— The task —
From the records below, set down exactly the lines starting with the line that contains "use crate::schema::Schema;" and going on through the line that contains "fn with_prefs<R>(f: impl". Nothing else is wanted.

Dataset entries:

-=-=-=-=-

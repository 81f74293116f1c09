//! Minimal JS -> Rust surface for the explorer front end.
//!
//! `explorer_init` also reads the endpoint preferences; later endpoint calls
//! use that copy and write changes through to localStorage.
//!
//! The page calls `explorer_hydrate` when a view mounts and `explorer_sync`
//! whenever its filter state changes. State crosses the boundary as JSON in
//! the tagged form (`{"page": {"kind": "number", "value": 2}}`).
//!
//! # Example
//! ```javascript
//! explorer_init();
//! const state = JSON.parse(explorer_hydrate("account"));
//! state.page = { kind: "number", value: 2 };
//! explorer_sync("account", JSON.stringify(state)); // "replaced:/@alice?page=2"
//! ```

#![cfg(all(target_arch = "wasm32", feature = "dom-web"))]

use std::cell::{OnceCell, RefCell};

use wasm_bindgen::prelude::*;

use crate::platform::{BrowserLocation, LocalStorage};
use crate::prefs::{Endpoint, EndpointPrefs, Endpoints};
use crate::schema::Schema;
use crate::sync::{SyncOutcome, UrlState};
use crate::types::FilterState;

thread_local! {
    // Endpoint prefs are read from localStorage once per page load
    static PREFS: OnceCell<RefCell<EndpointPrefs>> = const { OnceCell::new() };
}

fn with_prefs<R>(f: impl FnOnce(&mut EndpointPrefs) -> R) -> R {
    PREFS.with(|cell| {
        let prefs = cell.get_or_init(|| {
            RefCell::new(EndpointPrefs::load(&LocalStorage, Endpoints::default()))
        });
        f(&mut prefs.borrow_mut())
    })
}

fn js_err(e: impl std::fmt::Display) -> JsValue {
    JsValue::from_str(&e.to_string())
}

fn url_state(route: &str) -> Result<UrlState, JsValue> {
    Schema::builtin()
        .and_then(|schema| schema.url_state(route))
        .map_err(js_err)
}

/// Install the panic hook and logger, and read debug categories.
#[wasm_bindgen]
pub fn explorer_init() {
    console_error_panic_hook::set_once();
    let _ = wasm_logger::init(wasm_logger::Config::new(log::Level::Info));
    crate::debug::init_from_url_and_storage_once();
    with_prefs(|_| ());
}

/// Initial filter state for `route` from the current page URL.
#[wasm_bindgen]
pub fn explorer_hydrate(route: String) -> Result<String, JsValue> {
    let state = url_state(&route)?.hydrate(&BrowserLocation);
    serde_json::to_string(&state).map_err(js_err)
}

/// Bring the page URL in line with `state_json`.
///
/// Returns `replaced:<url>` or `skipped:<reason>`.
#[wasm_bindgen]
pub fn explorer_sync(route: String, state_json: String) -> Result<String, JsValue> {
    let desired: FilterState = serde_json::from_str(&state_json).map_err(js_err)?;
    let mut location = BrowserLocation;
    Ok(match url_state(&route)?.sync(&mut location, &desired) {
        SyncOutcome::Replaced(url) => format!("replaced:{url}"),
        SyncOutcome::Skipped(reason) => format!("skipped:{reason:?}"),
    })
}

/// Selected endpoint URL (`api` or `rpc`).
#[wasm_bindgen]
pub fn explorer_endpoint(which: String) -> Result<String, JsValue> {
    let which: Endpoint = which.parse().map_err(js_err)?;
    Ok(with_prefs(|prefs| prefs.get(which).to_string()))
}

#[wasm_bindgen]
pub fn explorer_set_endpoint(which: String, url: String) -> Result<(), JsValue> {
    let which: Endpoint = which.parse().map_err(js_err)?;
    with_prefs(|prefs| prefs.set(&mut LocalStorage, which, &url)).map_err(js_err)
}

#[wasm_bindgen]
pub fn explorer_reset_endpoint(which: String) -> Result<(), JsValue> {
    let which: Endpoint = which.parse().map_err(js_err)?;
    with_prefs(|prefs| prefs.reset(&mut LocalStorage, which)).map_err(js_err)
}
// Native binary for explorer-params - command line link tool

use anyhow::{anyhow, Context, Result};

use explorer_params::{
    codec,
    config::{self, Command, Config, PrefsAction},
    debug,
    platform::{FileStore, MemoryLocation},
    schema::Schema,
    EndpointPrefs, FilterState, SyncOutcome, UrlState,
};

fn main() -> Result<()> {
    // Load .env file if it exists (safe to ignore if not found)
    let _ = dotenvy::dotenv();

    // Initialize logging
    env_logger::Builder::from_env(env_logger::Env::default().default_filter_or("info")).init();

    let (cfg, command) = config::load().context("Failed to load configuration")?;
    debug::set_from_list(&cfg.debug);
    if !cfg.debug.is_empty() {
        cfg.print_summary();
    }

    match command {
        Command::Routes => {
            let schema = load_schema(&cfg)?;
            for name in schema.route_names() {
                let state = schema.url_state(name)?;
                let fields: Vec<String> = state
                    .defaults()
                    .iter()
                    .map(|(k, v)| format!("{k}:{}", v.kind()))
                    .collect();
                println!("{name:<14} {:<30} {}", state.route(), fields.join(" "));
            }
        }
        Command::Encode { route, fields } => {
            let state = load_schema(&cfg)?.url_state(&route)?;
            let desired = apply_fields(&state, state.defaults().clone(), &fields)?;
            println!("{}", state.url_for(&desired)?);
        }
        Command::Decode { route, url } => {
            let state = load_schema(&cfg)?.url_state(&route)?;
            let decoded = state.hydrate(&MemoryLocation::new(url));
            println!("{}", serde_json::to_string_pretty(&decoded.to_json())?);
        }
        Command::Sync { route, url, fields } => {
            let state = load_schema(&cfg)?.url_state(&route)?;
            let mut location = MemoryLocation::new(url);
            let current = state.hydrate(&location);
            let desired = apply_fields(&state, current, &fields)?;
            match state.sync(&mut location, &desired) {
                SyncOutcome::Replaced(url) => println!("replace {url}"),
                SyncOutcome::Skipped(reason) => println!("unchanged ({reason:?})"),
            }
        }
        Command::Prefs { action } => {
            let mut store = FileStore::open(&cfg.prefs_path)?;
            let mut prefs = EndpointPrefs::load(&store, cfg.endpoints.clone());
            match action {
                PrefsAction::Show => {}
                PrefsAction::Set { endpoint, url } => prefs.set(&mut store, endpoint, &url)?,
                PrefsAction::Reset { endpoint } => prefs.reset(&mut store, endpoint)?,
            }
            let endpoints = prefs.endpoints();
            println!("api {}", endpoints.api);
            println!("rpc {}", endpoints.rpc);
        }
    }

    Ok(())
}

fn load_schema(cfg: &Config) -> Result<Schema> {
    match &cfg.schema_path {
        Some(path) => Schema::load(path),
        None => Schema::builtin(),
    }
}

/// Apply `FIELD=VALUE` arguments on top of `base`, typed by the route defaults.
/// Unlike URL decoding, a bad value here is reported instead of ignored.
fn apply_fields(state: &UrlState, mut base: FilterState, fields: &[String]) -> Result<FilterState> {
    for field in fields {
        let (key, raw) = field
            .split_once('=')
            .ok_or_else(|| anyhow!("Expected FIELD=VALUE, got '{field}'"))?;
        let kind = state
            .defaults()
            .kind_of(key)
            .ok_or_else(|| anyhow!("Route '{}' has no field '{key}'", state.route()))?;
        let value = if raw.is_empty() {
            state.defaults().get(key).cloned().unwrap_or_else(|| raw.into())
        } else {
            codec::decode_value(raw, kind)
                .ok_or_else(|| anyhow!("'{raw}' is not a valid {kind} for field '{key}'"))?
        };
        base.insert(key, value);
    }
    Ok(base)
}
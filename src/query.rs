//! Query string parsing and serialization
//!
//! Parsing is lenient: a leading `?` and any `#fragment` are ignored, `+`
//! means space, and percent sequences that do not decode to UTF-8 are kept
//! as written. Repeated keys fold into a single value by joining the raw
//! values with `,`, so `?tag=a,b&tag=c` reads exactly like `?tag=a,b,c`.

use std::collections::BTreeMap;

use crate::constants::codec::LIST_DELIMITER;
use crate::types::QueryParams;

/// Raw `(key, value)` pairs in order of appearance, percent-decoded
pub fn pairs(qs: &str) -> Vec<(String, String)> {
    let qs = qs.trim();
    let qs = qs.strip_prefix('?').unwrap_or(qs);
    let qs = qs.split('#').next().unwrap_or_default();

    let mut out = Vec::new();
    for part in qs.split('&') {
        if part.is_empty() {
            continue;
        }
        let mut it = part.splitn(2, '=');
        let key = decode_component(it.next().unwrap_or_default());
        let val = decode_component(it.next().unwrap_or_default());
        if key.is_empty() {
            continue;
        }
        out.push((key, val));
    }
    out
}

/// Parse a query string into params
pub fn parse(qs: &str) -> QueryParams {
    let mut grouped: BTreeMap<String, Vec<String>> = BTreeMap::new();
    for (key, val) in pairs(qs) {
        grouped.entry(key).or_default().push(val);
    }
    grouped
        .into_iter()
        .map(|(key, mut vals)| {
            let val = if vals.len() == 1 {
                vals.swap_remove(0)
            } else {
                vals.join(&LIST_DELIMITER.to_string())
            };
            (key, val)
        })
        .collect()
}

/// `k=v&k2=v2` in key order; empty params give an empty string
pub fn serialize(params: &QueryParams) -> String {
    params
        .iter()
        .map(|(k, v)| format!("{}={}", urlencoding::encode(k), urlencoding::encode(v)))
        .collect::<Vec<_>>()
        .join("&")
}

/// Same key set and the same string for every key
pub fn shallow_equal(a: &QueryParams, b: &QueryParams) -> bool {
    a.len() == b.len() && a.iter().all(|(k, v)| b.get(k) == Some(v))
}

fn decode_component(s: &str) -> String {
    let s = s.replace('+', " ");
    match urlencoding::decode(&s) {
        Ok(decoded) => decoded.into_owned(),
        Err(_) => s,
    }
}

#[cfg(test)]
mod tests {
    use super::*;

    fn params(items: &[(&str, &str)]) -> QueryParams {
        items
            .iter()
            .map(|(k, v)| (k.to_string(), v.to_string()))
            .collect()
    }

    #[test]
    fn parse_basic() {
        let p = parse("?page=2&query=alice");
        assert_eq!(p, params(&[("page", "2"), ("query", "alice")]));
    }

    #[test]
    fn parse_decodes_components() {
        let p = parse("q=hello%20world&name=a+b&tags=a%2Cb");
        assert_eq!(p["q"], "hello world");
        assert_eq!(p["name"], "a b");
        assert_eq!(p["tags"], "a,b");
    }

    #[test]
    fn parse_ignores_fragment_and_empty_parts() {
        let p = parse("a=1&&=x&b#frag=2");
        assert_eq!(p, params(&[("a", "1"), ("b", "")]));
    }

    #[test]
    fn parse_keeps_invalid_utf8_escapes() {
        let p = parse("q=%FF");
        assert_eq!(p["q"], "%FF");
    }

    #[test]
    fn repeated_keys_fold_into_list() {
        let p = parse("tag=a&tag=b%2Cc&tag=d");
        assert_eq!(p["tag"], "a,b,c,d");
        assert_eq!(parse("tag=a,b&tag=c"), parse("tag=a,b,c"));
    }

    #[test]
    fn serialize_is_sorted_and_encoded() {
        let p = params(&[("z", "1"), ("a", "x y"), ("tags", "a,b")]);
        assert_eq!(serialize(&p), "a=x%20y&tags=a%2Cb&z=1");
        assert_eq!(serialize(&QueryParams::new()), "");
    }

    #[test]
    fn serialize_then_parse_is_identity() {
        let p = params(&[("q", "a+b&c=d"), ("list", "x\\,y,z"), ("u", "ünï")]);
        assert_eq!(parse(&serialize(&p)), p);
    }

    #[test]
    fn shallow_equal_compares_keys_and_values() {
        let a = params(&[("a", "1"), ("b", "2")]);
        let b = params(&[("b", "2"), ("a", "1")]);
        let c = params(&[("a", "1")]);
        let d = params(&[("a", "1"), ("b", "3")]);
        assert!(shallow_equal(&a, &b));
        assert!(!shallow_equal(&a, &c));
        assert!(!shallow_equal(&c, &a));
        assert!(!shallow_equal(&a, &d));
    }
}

-=-=-=-=-

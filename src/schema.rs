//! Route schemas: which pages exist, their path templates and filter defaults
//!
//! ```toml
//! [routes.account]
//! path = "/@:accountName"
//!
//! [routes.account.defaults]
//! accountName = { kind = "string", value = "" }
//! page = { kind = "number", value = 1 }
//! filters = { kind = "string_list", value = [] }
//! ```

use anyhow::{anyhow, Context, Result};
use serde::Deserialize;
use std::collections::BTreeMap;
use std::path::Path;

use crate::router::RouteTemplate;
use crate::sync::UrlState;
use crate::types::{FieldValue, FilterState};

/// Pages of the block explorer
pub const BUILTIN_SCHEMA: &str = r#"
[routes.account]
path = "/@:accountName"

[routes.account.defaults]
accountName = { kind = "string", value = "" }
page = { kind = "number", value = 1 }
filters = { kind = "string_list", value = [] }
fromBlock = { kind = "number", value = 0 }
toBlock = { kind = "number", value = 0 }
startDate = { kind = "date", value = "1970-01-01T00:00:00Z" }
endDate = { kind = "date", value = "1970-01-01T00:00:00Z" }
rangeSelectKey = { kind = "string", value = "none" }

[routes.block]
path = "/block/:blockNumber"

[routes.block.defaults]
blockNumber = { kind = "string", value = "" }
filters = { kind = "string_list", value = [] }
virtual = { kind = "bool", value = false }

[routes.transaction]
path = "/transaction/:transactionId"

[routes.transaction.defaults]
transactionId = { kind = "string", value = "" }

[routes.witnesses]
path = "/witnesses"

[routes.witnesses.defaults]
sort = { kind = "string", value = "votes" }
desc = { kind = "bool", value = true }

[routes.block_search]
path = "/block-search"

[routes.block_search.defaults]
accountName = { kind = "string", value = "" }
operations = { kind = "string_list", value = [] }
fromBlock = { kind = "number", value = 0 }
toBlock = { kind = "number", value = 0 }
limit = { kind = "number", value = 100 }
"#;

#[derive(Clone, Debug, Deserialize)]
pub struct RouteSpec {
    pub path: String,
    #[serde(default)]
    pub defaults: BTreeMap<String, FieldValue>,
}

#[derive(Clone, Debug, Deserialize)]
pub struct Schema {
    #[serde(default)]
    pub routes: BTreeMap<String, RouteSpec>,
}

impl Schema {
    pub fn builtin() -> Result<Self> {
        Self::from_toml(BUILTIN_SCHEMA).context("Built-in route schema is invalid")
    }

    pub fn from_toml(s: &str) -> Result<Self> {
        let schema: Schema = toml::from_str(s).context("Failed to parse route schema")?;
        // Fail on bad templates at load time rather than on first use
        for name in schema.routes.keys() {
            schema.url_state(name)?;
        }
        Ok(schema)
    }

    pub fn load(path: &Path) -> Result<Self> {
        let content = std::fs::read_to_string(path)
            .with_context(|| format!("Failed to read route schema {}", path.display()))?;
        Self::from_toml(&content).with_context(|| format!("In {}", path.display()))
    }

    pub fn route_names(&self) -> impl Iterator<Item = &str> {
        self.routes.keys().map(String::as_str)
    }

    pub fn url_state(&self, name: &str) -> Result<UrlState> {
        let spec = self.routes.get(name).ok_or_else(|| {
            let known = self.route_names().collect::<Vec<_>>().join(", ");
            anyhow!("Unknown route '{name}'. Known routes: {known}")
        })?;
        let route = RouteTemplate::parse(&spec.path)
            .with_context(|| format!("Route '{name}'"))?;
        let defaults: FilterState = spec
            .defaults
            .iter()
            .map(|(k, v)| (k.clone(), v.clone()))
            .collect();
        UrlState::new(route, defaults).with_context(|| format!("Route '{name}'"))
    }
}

-=-=-=-=-

— Answer section —
use crate::schema::Schema;
use crate::sync::{SyncOutcome, UrlState};
use crate::types::FilterState;

thread_local! {
    // Endpoint prefs are read from localStorage once per page load
    static PREFS: OnceCell<RefCell<EndpointPrefs>> = const { OnceCell::new() };
}

fn with_prefs<R>(f: impl FnOnce(&mut EndpointPrefs) -> R) -> R {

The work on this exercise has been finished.